Una ficción onírica y entonces me desperté
Isaías 59:21
“Este es mi pacto con ellos: Mi Espíritu
que está sobre ti, y mis palabras que he puesto en tu boca, no se apartarán de
tu boca, ni de la boca de tu descendencia, ni de la boca de la descendencia de
tu descendencia--dice el SEÑOR-- desde ahora y para siempre”.
Pensé: ¿Esto es lo que hubieran querido de
Dios los cautivos en Babilonia? Pudiera ser que no. No religión sino mejora
política, que se terminara el exilio y fueran otra vez económicamente
prósperos. Un país nuevo. Y Dios dijo eso sí pero después. Las estructuras cambian
si los hombres cambian. Y los hombres cambian si Dios los cambia. El origen de
toda genuina transformación social es el Espíritu Santo y el evangelio. No la
superchería religiosa ni quimeras obreras sino la pura Biblia.
No les ayudó primero a salir de la crisis
económica ni les arregló el gobierno. A la economía y a los políticos les
llegaría su turno. El Señor dijo: “Voy a convertirlos a mí y después me encargo
de lo otro”. Y fue así. Y se derramó su Espíritu sobre toda carne y las costas
oyeron hablar de los montes, Olivos y la Calavera.
Se empezaron a montar seguros en el
Metro “desde la puerta de Efraín hasta
la puerta Vieja y a la puerta del Pescado,
y la torre de Hananeel, y la
torre de Hamea, hasta la puerta de las
Ovejas”; y bajarse “en la puerta de la
Cárcel” sin que alguien les asalte con un cuchillo y les quite lo que es suyo
(Neh. 12:39). Los cortos viajes en bus o en avión desde Jerusalén a Gaza o
Ascalón eran seguros y los fanáticos religiosos que andaban hacia Damasco
fueron interceptados por una gran voz de fuego celestial y quemaron allí mismo
las órdenes de arrestos diciendo “¿Señor qué quieres que hagamos?”, y
explotaron sus granadas donde no había nadie.
Los de la casa de César ya no temían
amenazas de sus amos y sonreían contentos porque los cocineros cocían los
alimentos con buenos humores y cantando himnos, y a la alcoba presidencial no
llegaban las meretrices. Y los policías del palacio no aceptaban sobornos.
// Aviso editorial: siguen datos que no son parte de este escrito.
//! User repository for SQLite operations

use sqlx::SqlitePool;

use crate::data::sqlite::SqliteError;
use crate::data::types::{NewUser, UserRow, UserWithAssignment};

type UserTuple = (
    String,
    String,
    String,
    String,
    String,
    String,
    bool,
    bool,
    i64,
    i64,
);

const USER_COLUMNS: &str = "id, username, email, first_name, last_name, password_hash, is_admin, is_active, created_at, updated_at";

fn user_from_tuple(row: UserTuple) -> UserRow {
    let (
        id,
        username,
        email,
        first_name,
        last_name,
        password_hash,
        is_admin,
        is_active,
        created_at,
        updated_at,
    ) = row;
    UserRow {
        id,
        username,
        email,
        first_name,
        last_name,
        password_hash,
        is_admin,
        is_active,
        created_at,
        updated_at,
    }
}

/// Column named in a SQLite `UNIQUE constraint failed: users.<column>` error
fn violated_column(e: &sqlx::Error) -> Option<&str> {
    let sqlx::Error::Database(db) = e else {
        return None;
    };
    db.message()
        .strip_prefix("UNIQUE constraint failed: ")
        .and_then(|cols| cols.split(", ").next())
        .and_then(|col| col.strip_prefix("users."))
}

/// Create a new user with a generated CUID2 ID
///
/// Returns `Conflict` when the email or username is already taken.
pub async fn create_user(pool: &SqlitePool, new: &NewUser) -> Result<UserRow, SqliteError> {
    let id = cuid2::create_id();
    let now = chrono::Utc::now().timestamp();

    sqlx::query(
        "INSERT INTO users (id, username, email, first_name, last_name, password_hash, is_admin, is_active, created_at, updated_at) \
         VALUES (?, ?, ?, ?, ?, ?, ?, 1, ?, ?)",
    )
    .bind(&id)
    .bind(&new.username)
    .bind(&new.email)
    .bind(&new.first_name)
    .bind(&new.last_name)
    .bind(&new.password_hash)
    .bind(new.is_admin)
    .bind(now)
    .bind(now)
    .execute(pool)
    .await
    .map_err(|e| {
        let message = if violated_column(&e) == Some("username") {
            format!("User with username {} already exists", new.username)
        } else {
            format!("User with email {} already exists", new.email)
        };
        SqliteError::on_unique_violation(e, message)
    })?;

    Ok(UserRow {
        id,
        username: new.username.clone(),
        email: new.email.clone(),
        first_name: new.first_name.clone(),
        last_name: new.last_name.clone(),
        password_hash: new.password_hash.clone(),
        is_admin: new.is_admin,
        is_active: true,
        created_at: now,
        updated_at: now,
    })
}

/// Get a user by ID
pub async fn get_user(pool: &SqlitePool, id: &str) -> Result<Option<UserRow>, SqliteError> {
    let row = sqlx::query_as::<_, UserTuple>(&format!(
        "SELECT {} FROM users WHERE id = ?",
        USER_COLUMNS
    ))
    .bind(id)
    .fetch_optional(pool)
    .await?;

    Ok(row.map(user_from_tuple))
}

/// Get a user by email
pub async fn get_by_email(pool: &SqlitePool, email: &str) -> Result<Option<UserRow>, SqliteError> {
    let row = sqlx::query_as::<_, UserTuple>(&format!(
        "SELECT {} FROM users WHERE email = ?",
        USER_COLUMNS
    ))
    .bind(email)
    .fetch_optional(pool)
    .await?;

    Ok(row.map(user_from_tuple))
}

/// Check whether a username is already taken
pub async fn username_exists(pool: &SqlitePool, username: &str) -> Result<bool, SqliteError> {
    let exists: bool = sqlx::query_scalar("SELECT EXISTS(SELECT 1 FROM users WHERE username = ?)")
        .bind(username)
        .fetch_one(pool)
        .await?;
    Ok(exists)
}

/// List all users, newest first, with their current in-progress questionnaire
pub async fn list_users(pool: &SqlitePool) -> Result<Vec<UserWithAssignment>, SqliteError> {
    let rows = sqlx::query_as::<
        _,
        (
            String,
            String,
            String,
            String,
            String,
            String,
            bool,
            bool,
            i64,
            i64,
            Option<String>,
        ),
    >(
        r#"
        SELECT u.id, u.username, u.email, u.first_name, u.last_name, u.password_hash,
               u.is_admin, u.is_active, u.created_at, u.updated_at,
               (SELECT s.questionnaire_id FROM sessions s
                WHERE s.user_id = u.id AND s.is_completed = 0
                ORDER BY s.updated_at DESC, s.rowid DESC LIMIT 1)
        FROM users u
        ORDER BY u.created_at DESC, u.rowid DESC
        "#,
    )
    .fetch_all(pool)
    .await?;

    Ok(rows
        .into_iter()
        .map(
            |(
                id,
                username,
                email,
                first_name,
                last_name,
                password_hash,
                is_admin,
                is_active,
                created_at,
                updated_at,
                assigned_questionnaire_id,
            )| UserWithAssignment {
                user: UserRow {
                    id,
                    username,
                    email,
                    first_name,
                    last_name,
                    password_hash,
                    is_admin,
                    is_active,
                    created_at,
                    updated_at,
                },
                assigned_questionnaire_id,
            },
        )
        .collect())
}

/// Questionnaire of the user's most recently updated incomplete session
pub async fn current_questionnaire_id(
    pool: &SqlitePool,
    user_id: &str,
) -> Result<Option<String>, SqliteError> {
    let id: Option<String> = sqlx::query_scalar(
        "SELECT questionnaire_id FROM sessions WHERE user_id = ? AND is_completed = 0 \
         ORDER BY updated_at DESC, rowid DESC LIMIT 1",
    )
    .bind(user_id)
    .fetch_optional(pool)
    .await?;
    Ok(id)
}

/// Set the active flag. Returns None if the user doesn't exist.
pub async fn set_user_active(
    pool: &SqlitePool,
    id: &str,
    is_active: bool,
) -> Result<Option<UserRow>, SqliteError> {
    let now = chrono::Utc::now().timestamp();
    let result = sqlx::query("UPDATE users SET is_active = ?, updated_at = ? WHERE id = ?")
        .bind(is_active)
        .bind(now)
        .bind(id)
        .execute(pool)
        .await?;

    if result.rows_affected() == 0 {
        return Ok(None);
    }
    get_user(pool, id).await
}

#[cfg(test)]
mod tests {
    use super::*;
    use crate::data::sqlite::repositories::test_support::{insert_user, setup_test_pool};

    fn new_user(username: &str, email: &str) -> NewUser {
        NewUser {
            username: username.to_string(),
            email: email.to_string(),
            first_name: "Test".to_string(),
            last_name: "User".to_string(),
            password_hash: "hash".to_string(),
            is_admin: false,
        }
    }

    #[tokio::test]
    async fn test_create_and_get_user() {
        let pool = setup_test_pool().await;
        let user = create_user(&pool, &new_user("test", "test@example.com"))
            .await
            .unwrap();

        assert!(!user.id.is_empty());
        assert!(user.is_active);

        let fetched = get_user(&pool, &user.id).await.unwrap().unwrap();
        assert_eq!(fetched.email, "test@example.com");
        assert_eq!(fetched.display_name(), "Test User");

        let by_email = get_by_email(&pool, "test@example.com").await.unwrap();
        assert_eq!(by_email.unwrap().id, user.id);
    }

    #[tokio::test]
    async fn test_get_missing_user() {
        let pool = setup_test_pool().await;
        assert!(get_user(&pool, "nope").await.unwrap().is_none());
        assert!(get_by_email(&pool, "nope@example.com").await.unwrap().is_none());
    }

    #[tokio::test]
    async fn test_duplicate_email_is_conflict() {
        let pool = setup_test_pool().await;
        create_user(&pool, &new_user("a", "dup@example.com"))
            .await
            .unwrap();
        let err = create_user(&pool, &new_user("b", "dup@example.com"))
            .await
            .unwrap_err();
        match err {
            SqliteError::Conflict(msg) => {
                assert_eq!(msg, "User with email dup@example.com already exists")
            }
            other => panic!("unexpected error: {:?}", other),
        }
    }

    #[tokio::test]
    async fn test_duplicate_username_names_the_username() {
        let pool = setup_test_pool().await;
        create_user(&pool, &new_user("same", "one@example.com"))
            .await
            .unwrap();
        let err = create_user(&pool, &new_user("same", "two@example.com"))
            .await
            .unwrap_err();
        match err {
            SqliteError::Conflict(msg) => assert_eq!(msg, "User with username same already exists"),
            other => panic!("unexpected error: {:?}", other),
        }
    }

    #[tokio::test]
    async fn test_username_exists() {
        let pool = setup_test_pool().await;
        assert!(!username_exists(&pool, "jane").await.unwrap());
        insert_user(&pool, "jane").await;
        assert!(username_exists(&pool, "jane").await.unwrap());
    }

    #[tokio::test]
    async fn test_list_users_newest_first() {
        let pool = setup_test_pool().await;
        let first = insert_user(&pool, "first").await;
        let second = insert_user(&pool, "second").await;

        let users = list_users(&pool).await.unwrap();
        assert_eq!(users.len(), 2);
        assert_eq!(users[0].user.id, second);
        assert_eq!(users[1].user.id, first);
        assert!(users[0].assigned_questionnaire_id.is_none());
    }

    #[tokio::test]
    async fn test_set_user_active() {
        let pool = setup_test_pool().await;
        let id = insert_user(&pool, "toggle").await;

        let updated = set_user_active(&pool, &id, false).await.unwrap().unwrap();
        assert!(!updated.is_active);

        assert!(set_user_active(&pool, "missing", false).await.unwrap().is_none());
    }
}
Mezcló un Nazareno con su evangelio la medicina social y la dio a beber a todos
e hizo sociedades nuevas. Y los ricos lograban entrar, como pidió, pasando por
el ojo de una aguja.
Los pastores regían con mano de hierro la
moral de las iglesias y las vidas de ellos refulgían como pepitas de oro. Los
carniceros en Corinto estaban encantados con que la gente pidiera la mercancía
y regateara los precios en diversos géneros de lenguas, y los entendían bien. Y
les hacían descuentos porque bebían de un mismo Espíritu y de una Roca que los
seguía (1Co. 12:13). Y se abrazaban las razas debajo de un mismo techo.
El Espíritu había tomado las riendas del
Israel de Dios y del Imperio, y sin la
ayuda de dioses ni mitos políticos, la Palabra de Dios corría por las calles y
la gente la glorificaba, cambiándoles por otros nuevos, los nombres a las
calles: Derecha, Calzada en la Soledad y Vía Dolorosa, y a quitar de sus
coloniales paredes las caras santas y sustituirlas por textos de la Biblia, de
catedráticos y héroes de la fe. Fue una
ficción onírica. Entonces me desperté. Esto es una ficción literaria.